Dataset entries:
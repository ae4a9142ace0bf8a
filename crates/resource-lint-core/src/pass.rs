//! The per-analyzer, per-package view handed to [`Analyzer::run`].
//!
//! [`Analyzer::run`]: crate::Analyzer::run

use std::collections::HashMap;

use resource_lint_changes::ChangeSet;
use resource_lint_go::{GoFile, GoPackage, Node, PackageRegistry, Position};
use tracing::debug;

use crate::analyzer::Fact;
use crate::context::LintContext;
use crate::types::{Location, Severity, Suggestion, Violation};
use crate::utils::lintignore::check_ignore;

/// Facts produced so far for one package, keyed by analyzer name.
pub type FactStore = HashMap<&'static str, Fact>;

/// One analyzer's view of one package.
pub struct Pass<'a> {
    analyzer: &'static str,
    severity: Severity,
    emit: bool,
    package: &'a GoPackage,
    ctx: &'a LintContext,
    facts: &'a FactStore,
    violations: Vec<Violation>,
}

impl<'a> Pass<'a> {
    /// Creates a pass. `emit` is false for analyzers that run only because
    /// another analyzer requires them.
    #[must_use]
    pub fn new(
        analyzer: &'static str,
        severity: Severity,
        emit: bool,
        package: &'a GoPackage,
        ctx: &'a LintContext,
        facts: &'a FactStore,
    ) -> Self {
        Self {
            analyzer,
            severity,
            emit,
            package,
            ctx,
            facts,
            violations: Vec::new(),
        }
    }

    /// Name of the running analyzer.
    #[must_use]
    pub fn analyzer(&self) -> &'static str {
        self.analyzer
    }

    /// The package under analysis.
    #[must_use]
    pub fn package(&self) -> &'a GoPackage {
        self.package
    }

    /// Every loaded package.
    #[must_use]
    pub fn registry(&self) -> &'a PackageRegistry {
        &self.ctx.registry
    }

    /// The run context.
    #[must_use]
    pub fn context(&self) -> &'a LintContext {
        self.ctx
    }

    /// The change set, if filtering is active.
    #[must_use]
    pub fn changes(&self) -> Option<&'a ChangeSet> {
        self.ctx.changes.as_ref()
    }

    /// Whether `file` was created by the change set (always true without one).
    #[must_use]
    pub fn is_new_file(&self, file: &GoFile) -> bool {
        resource_lint_changes::is_new_file(self.changes(), file.path())
    }

    /// Fact of a required analyzer, or `None` when it produced none.
    #[must_use]
    pub fn fact<T: 'static>(&self, analyzer: &str) -> Option<&'a T> {
        self.facts.get(analyzer)?.downcast_ref::<T>()
    }

    /// Reports a diagnostic at the start of `node`.
    pub fn report(&mut self, file: &GoFile, node: Node<'_>, message: impl Into<String>) {
        self.report_at(file, file.position(node), message, None);
    }

    /// Reports a diagnostic with a suggested fix.
    pub fn report_with_suggestion(
        &mut self,
        file: &GoFile,
        node: Node<'_>,
        message: impl Into<String>,
        suggestion: Suggestion,
    ) {
        self.report_at(file, file.position(node), message, Some(suggestion));
    }

    /// Reports a diagnostic at an explicit position.
    ///
    /// The diagnostic is dropped when the line is outside the change set,
    /// when a `//lintignore` directive covers it, or when the analyzer is
    /// not meant to emit.
    pub fn report_at(
        &mut self,
        file: &GoFile,
        position: Position,
        message: impl Into<String>,
        suggestion: Option<Suggestion>,
    ) {
        if !self.emit {
            return;
        }
        if !resource_lint_changes::should_report(self.changes(), file.path(), position.line) {
            return;
        }
        let ignore = check_ignore(file, position.line, self.analyzer);
        if ignore.is_ignored() {
            debug!(
                "{} suppressed at {}:{} ({})",
                self.analyzer,
                file.display_path().display(),
                position.line,
                ignore.reason().unwrap_or("no reason")
            );
            return;
        }

        let mut violation = Violation::new(
            self.analyzer,
            self.severity,
            Location::new(file.display_path(), position.line, position.column),
            message,
        );
        violation.suggestion = suggestion;
        self.violations.push(violation);
    }

    /// Consumes the pass, returning what it reported.
    #[must_use]
    pub fn into_violations(self) -> Vec<Violation> {
        self.violations
    }
}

• WORK TO BE COMPLETED
All of the data, start to finish: please output it exactly.

• REPLY
repository ae4a9142ace0bf8a
filename crates/resource-lint-core/src/pass.rs
//! The per-analyzer, per-package view handed to [`Analyzer::run`].
//!
//! [`Analyzer::run`]: crate::Analyzer::run

use std::collections::HashMap;

use resource_lint_changes::ChangeSet;
use resource_lint_go::{GoFile, GoPackage, Node, PackageRegistry, Position};
use tracing::debug;

use crate::analyzer::Fact;
use crate::context::LintContext;
use crate::types::{Location, Severity, Suggestion, Violation};
use crate::utils::lintignore::check_ignore;

/// Facts produced so far for one package, keyed by analyzer name.
pub type FactStore = HashMap<&'static str, Fact>;

/// One analyzer's view of one package.
pub struct Pass<'a> {
    analyzer: &'static str,
    severity: Severity,
    emit: bool,
    package: &'a GoPackage,
    ctx: &'a LintContext,
    facts: &'a FactStore,
    violations: Vec<Violation>,
}

impl<'a> Pass<'a> {
    /// Creates a pass. `emit` is false for analyzers that run only because
    /// another analyzer requires them.
    #[must_use]
    pub fn new(
        analyzer: &'static str,
        severity: Severity,
        emit: bool,
        package: &'a GoPackage,
        ctx: &'a LintContext,
        facts: &'a FactStore,
    ) -> Self {
        Self {
            analyzer,
            severity,
            emit,
            package,
            ctx,
            facts,
            violations: Vec::new(),
        }
    }

    /// Name of the running analyzer.
    #[must_use]
    pub fn analyzer(&self) -> &'static str {
        self.analyzer
    }

    /// The package under analysis.
    #[must_use]
    pub fn package(&self) -> &'a GoPackage {
        self.package
    }

    /// Every loaded package.
    #[must_use]
    pub fn registry(&self) -> &'a PackageRegistry {
        &self.ctx.registry
    }

    /// The run context.
    #[must_use]
    pub fn context(&self) -> &'a LintContext {
        self.ctx
    }

    /// The change set, if filtering is active.
    #[must_use]
    pub fn changes(&self) -> Option<&'a ChangeSet> {
        self.ctx.changes.as_ref()
    }

    /// Whether `file` was created by the change set (always true without one).
    #[must_use]
    pub fn is_new_file(&self, file: &GoFile) -> bool {
        resource_lint_changes::is_new_file(self.changes(), file.path())
    }

    /// Fact of a required analyzer, or `None` when it produced none.
    #[must_use]
    pub fn fact<T: 'static>(&self, analyzer: &str) -> Option<&'a T> {
        self.facts.get(analyzer)?.downcast_ref::<T>()
    }

    /// Reports a diagnostic at the start of `node`.
    pub fn report(&mut self, file: &GoFile, node: Node<'_>, message: impl Into<String>) {
        self.report_at(file, file.position(node), message, None);
    }

    /// Reports a diagnostic with a suggested fix.
    pub fn report_with_suggestion(
        &mut self,
        file: &GoFile,
        node: Node<'_>,
        message: impl Into<String>,
        suggestion: Suggestion,
    ) {
        self.report_at(file, file.position(node), message, Some(suggestion));
    }

    /// Reports a diagnostic at an explicit position.
    ///
    /// The diagnostic is dropped when the line is outside the change set,
    /// when a `//lintignore` directive covers it, or when the analyzer is
    /// not meant to emit.
    pub fn report_at(
        &mut self,
        file: &GoFile,
        position: Position,
        message: impl Into<String>,
        suggestion: Option<Suggestion>,
    ) {
        if !self.emit {
            return;
        }
        if !resource_lint_changes::should_report(self.changes(), file.path(), position.line) {
            return;
        }
        let ignore = check_ignore(file, position.line, self.analyzer);
        if ignore.is_ignored() {
            debug!(
                "{} suppressed at {}:{} ({})",
                self.analyzer,
                file.display_path().display(),
                position.line,
                ignore.reason().unwrap_or("no reason")
            );
            return;
        }

        let mut violation = Violation::new(
            self.analyzer,
            self.severity,
            Location::new(file.display_path(), position.line, position.column),
            message,
        );
        violation.suggestion = suggestion;
        self.violations.push(violation);
    }

    /// Consumes the pass, returning what it reported.
    #[must_use]
    pub fn into_violations(self) -> Vec<Violation> {
        self.violations
    }
}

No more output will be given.